◆ **TASK GOAL**: Look through the entries that follow and count the lines with the word "loader". The reply is that number alone.

◆ **DATASET RECORDS**:
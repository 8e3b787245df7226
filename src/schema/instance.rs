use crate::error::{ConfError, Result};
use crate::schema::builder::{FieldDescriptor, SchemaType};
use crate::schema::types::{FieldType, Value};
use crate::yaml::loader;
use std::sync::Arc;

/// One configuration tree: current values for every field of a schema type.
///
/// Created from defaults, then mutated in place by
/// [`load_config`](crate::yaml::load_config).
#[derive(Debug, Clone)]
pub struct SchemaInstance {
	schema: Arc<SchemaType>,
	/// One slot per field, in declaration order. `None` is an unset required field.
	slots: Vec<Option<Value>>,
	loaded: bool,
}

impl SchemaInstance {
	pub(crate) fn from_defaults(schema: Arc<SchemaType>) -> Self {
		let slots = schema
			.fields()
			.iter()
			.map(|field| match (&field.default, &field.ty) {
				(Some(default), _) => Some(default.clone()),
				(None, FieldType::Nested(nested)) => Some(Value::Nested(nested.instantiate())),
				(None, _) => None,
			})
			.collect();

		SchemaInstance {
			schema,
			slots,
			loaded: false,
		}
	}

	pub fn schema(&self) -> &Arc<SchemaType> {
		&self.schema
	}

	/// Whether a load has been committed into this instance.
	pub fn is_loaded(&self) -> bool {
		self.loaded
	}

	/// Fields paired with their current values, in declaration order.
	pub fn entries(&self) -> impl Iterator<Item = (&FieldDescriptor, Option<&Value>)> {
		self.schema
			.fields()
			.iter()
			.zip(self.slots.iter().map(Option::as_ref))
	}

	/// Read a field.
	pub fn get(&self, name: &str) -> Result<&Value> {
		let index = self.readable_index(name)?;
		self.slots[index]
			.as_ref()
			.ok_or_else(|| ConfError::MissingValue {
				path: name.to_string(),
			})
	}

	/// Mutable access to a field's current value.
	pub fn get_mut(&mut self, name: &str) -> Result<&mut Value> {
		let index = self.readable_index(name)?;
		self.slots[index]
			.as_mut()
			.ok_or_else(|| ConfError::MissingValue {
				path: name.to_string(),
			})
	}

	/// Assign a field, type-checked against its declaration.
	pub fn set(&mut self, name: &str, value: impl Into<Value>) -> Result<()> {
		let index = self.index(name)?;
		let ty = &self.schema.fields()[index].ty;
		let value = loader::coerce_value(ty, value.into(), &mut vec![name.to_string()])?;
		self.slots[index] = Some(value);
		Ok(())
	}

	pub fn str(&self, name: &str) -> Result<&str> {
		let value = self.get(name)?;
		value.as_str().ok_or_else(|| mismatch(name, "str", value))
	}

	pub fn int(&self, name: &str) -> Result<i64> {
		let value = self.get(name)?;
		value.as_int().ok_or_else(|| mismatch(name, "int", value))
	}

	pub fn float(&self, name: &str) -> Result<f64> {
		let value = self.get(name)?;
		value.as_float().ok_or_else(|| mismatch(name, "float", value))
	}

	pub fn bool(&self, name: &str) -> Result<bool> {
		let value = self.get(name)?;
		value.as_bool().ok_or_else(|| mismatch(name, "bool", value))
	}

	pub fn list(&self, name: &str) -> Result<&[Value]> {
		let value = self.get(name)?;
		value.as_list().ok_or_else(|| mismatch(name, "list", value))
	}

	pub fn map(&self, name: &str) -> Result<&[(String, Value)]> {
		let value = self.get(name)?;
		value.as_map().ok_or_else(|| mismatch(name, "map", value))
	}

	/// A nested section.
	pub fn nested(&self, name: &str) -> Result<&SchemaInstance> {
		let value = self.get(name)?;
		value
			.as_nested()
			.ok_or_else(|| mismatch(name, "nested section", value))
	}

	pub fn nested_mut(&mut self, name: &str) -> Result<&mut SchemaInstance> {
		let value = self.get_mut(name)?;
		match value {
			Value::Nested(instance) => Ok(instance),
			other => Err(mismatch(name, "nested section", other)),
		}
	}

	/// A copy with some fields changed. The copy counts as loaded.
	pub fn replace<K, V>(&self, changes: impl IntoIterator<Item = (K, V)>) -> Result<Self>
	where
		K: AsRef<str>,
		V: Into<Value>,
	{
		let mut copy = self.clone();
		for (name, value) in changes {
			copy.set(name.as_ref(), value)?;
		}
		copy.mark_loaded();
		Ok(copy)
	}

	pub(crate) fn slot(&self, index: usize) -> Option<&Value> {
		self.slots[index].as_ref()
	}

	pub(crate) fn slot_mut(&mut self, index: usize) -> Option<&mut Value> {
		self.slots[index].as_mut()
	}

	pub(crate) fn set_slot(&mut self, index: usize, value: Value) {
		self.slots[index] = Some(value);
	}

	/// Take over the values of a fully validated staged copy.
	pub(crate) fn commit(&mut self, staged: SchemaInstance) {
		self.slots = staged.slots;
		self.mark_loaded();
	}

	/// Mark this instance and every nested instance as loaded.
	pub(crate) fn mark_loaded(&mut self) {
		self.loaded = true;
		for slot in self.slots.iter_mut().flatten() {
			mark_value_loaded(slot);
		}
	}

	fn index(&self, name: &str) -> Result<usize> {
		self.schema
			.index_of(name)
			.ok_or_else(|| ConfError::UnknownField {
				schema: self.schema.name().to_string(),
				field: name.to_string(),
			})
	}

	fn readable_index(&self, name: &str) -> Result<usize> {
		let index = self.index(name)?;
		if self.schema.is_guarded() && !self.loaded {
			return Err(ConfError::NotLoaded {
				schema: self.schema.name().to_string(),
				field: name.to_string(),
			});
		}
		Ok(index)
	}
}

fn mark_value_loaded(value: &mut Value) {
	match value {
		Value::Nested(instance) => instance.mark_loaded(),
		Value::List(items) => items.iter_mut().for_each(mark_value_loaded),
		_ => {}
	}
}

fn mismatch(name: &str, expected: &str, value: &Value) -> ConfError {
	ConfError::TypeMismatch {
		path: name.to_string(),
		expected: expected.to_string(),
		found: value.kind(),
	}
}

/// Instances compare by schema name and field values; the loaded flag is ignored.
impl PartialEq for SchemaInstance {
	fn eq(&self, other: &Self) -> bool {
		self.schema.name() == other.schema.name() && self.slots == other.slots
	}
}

◆ **RESPONSE FOR THIS EXERCISE**: 2